Without skipping or changing anything, print all the entries.
Top of Input data
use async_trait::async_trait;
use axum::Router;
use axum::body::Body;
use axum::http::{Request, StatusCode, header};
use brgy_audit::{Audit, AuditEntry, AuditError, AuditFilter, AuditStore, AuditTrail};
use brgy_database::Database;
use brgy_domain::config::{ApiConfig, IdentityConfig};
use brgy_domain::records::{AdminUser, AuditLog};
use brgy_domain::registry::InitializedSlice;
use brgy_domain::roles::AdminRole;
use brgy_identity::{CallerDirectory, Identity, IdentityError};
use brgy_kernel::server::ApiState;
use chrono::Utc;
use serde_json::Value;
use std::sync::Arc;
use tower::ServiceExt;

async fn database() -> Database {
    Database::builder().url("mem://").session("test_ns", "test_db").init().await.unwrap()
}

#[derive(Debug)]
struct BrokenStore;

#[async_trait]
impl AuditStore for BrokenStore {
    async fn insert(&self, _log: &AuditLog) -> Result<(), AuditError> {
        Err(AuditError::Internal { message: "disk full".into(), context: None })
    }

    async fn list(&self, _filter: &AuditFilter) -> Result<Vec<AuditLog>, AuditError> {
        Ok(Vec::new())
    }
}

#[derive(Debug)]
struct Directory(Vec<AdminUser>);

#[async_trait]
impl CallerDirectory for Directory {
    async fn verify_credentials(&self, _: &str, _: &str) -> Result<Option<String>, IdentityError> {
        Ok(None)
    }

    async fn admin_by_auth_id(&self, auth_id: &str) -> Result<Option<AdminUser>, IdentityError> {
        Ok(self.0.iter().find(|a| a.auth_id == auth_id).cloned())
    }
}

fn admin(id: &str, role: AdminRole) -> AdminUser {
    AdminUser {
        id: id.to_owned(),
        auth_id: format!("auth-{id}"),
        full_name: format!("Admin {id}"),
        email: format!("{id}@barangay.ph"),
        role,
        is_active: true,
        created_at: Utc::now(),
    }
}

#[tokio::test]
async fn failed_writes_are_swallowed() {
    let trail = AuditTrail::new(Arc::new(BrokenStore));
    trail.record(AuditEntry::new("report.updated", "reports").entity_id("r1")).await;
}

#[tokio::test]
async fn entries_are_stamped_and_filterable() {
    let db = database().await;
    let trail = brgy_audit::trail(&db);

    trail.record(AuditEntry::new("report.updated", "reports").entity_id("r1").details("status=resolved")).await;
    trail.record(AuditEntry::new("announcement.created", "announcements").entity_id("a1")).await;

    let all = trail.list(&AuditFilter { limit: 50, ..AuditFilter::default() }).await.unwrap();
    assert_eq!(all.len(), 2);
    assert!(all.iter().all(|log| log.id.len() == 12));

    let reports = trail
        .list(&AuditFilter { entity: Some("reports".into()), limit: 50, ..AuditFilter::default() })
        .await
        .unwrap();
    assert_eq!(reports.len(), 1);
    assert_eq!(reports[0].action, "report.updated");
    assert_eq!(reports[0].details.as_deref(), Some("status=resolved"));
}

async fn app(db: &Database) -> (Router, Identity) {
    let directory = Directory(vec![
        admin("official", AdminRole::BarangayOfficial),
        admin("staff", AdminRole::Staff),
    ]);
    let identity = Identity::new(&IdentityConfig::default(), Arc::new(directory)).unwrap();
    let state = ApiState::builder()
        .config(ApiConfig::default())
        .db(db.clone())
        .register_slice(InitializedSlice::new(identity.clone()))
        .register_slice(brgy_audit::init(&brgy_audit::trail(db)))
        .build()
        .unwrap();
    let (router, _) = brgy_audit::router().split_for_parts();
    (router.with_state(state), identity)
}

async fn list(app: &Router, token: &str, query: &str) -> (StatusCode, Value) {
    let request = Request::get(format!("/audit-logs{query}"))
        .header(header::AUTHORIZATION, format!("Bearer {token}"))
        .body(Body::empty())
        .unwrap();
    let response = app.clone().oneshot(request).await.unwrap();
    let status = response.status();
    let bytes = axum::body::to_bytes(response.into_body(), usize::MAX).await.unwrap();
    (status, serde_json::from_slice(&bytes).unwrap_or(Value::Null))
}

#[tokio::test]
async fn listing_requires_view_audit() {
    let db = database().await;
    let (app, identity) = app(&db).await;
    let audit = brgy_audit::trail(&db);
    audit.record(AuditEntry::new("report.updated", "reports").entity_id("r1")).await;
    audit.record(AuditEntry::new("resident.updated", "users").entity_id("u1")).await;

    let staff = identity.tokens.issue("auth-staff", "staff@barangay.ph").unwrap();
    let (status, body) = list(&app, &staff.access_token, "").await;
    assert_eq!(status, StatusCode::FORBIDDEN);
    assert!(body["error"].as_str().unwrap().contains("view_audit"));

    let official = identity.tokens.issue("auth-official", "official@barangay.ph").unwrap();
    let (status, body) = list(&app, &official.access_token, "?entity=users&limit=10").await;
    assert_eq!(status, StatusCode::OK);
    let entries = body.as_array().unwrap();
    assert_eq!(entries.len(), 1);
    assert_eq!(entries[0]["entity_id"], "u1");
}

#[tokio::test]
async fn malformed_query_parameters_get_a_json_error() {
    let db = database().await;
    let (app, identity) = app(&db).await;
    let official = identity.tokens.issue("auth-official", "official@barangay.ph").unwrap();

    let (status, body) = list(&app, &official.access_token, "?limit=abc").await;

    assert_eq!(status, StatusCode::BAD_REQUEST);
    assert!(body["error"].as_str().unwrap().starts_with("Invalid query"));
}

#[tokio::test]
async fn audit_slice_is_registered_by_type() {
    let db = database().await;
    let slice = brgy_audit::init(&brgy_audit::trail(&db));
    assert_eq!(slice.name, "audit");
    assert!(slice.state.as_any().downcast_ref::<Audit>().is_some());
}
Bottom of Input data
Response
use async_trait::async_trait;
use axum::Router;
use axum::body::Body;
use axum::http::{Request, StatusCode, header};
use brgy_audit::{Audit, AuditEntry, AuditError, AuditFilter, AuditStore, AuditTrail};
use brgy_database::Database;
use brgy_domain::config::{ApiConfig, IdentityConfig};
use brgy_domain::records::{AdminUser, AuditLog};
use brgy_domain::registry::InitializedSlice;
use brgy_domain::roles::AdminRole;
use brgy_identity::{CallerDirectory, Identity, IdentityError};
use brgy_kernel::server::ApiState;
use chrono::Utc;
use serde_json::Value;
use std::sync::Arc;
use tower::ServiceExt;

async fn database() -> Database {
    Database::builder().url("mem://").session("test_ns", "test_db").init().await.unwrap()
}

#[derive(Debug)]
struct BrokenStore;

#[async_trait]
impl AuditStore for BrokenStore {
    async fn insert(&self, _log: &AuditLog) -> Result<(), AuditError> {
        Err(AuditError::Internal { message: "disk full".into(), context: None })
    }

    async fn list(&self, _filter: &AuditFilter) -> Result<Vec<AuditLog>, AuditError> {
        Ok(Vec::new())
    }
}

#[derive(Debug)]
struct Directory(Vec<AdminUser>);

#[async_trait]
impl CallerDirectory for Directory {
    async fn verify_credentials(&self, _: &str, _: &str) -> Result<Option<String>, IdentityError> {
        Ok(None)
    }

    async fn admin_by_auth_id(&self, auth_id: &str) -> Result<Option<AdminUser>, IdentityError> {
        Ok(self.0.iter().find(|a| a.auth_id == auth_id).cloned())
    }
}

fn admin(id: &str, role: AdminRole) -> AdminUser {
    AdminUser {
        id: id.to_owned(),
        auth_id: format!("auth-{id}"),
        full_name: format!("Admin {id}"),
        email: format!("{id}@barangay.ph"),
        role,
        is_active: true,
        created_at: Utc::now(),
    }
}

#[tokio::test]
async fn failed_writes_are_swallowed() {
    let trail = AuditTrail::new(Arc::new(BrokenStore));
    trail.record(AuditEntry::new("report.updated", "reports").entity_id("r1")).await;
}

#[tokio::test]
async fn entries_are_stamped_and_filterable() {
    let db = database().await;
    let trail = brgy_audit::trail(&db);

    trail.record(AuditEntry::new("report.updated", "reports").entity_id("r1").details("status=resolved")).await;
    trail.record(AuditEntry::new("announcement.created", "announcements").entity_id("a1")).await;

    let all = trail.list(&AuditFilter { limit: 50, ..AuditFilter::default() }).await.unwrap();
    assert_eq!(all.len(), 2);
    assert!(all.iter().all(|log| log.id.len() == 12));

    let reports = trail
        .list(&AuditFilter { entity: Some("reports".into()), limit: 50, ..AuditFilter::default() })
        .await
        .unwrap();
    assert_eq!(reports.len(), 1);
    assert_eq!(reports[0].action, "report.updated");
    assert_eq!(reports[0].details.as_deref(), Some("status=resolved"));
}

async fn app(db: &Database) -> (Router, Identity) {
    let directory = Directory(vec![
        admin("official", AdminRole::BarangayOfficial),
        admin("staff", AdminRole::Staff),
    ]);
    let identity = Identity::new(&IdentityConfig::default(), Arc::new(directory)).unwrap();
    let state = ApiState::builder()
        .config(ApiConfig::default())
        .db(db.clone())
        .register_slice(InitializedSlice::new(identity.clone()))
        .register_slice(brgy_audit::init(&brgy_audit::trail(db)))
        .build()
        .unwrap();
    let (router, _) = brgy_audit::router().split_for_parts();
    (router.with_state(state), identity)
}

async fn list(app: &Router, token: &str, query: &str) -> (StatusCode, Value) {
    let request = Request::get(format!("/audit-logs{query}"))
        .header(header::AUTHORIZATION, format!("Bearer {token}"))
        .body(Body::empty())
        .unwrap();
    let response = app.clone().oneshot(request).await.unwrap();
    let status = response.status();
    let bytes = axum::body::to_bytes(response.into_body(), usize::MAX).await.unwrap();
    (status, serde_json::from_slice(&bytes).unwrap_or(Value::Null))
}

#[tokio::test]
async fn listing_requires_view_audit() {
    let db = database().await;
    let (app, identity) = app(&db).await;
    let audit = brgy_audit::trail(&db);
    audit.record(AuditEntry::new("report.updated", "reports").entity_id("r1")).await;
    audit.record(AuditEntry::new("resident.updated", "users").entity_id("u1")).await;

    let staff = identity.tokens.issue("auth-staff", "staff@barangay.ph").unwrap();
    let (status, body) = list(&app, &staff.access_token, "").await;
    assert_eq!(status, StatusCode::FORBIDDEN);
    assert!(body["error"].as_str().unwrap().contains("view_audit"));

    let official = identity.tokens.issue("auth-official", "official@barangay.ph").unwrap();
    let (status, body) = list(&app, &official.access_token, "?entity=users&limit=10").await;
    assert_eq!(status, StatusCode::OK);
    let entries = body.as_array().unwrap();
    assert_eq!(entries.len(), 1);
    assert_eq!(entries[0]["entity_id"], "u1");
}

#[tokio::test]
async fn malformed_query_parameters_get_a_json_error() {
    let db = database().await;
    let (app, identity) = app(&db).await;
    let official = identity.tokens.issue("auth-official", "official@barangay.ph").unwrap();

    let (status, body) = list(&app, &official.access_token, "?limit=abc").await;

    assert_eq!(status, StatusCode::BAD_REQUEST);
    assert!(body["error"].as_str().unwrap().starts_with("Invalid query"));
}

#[tokio::test]
async fn audit_slice_is_registered_by_type() {
    let db = database().await;
    let slice = brgy_audit::init(&brgy_audit::trail(&db));
    assert_eq!(slice.name, "audit");
    assert!(slice.state.as_any().downcast_ref::<Audit>().is_some());
}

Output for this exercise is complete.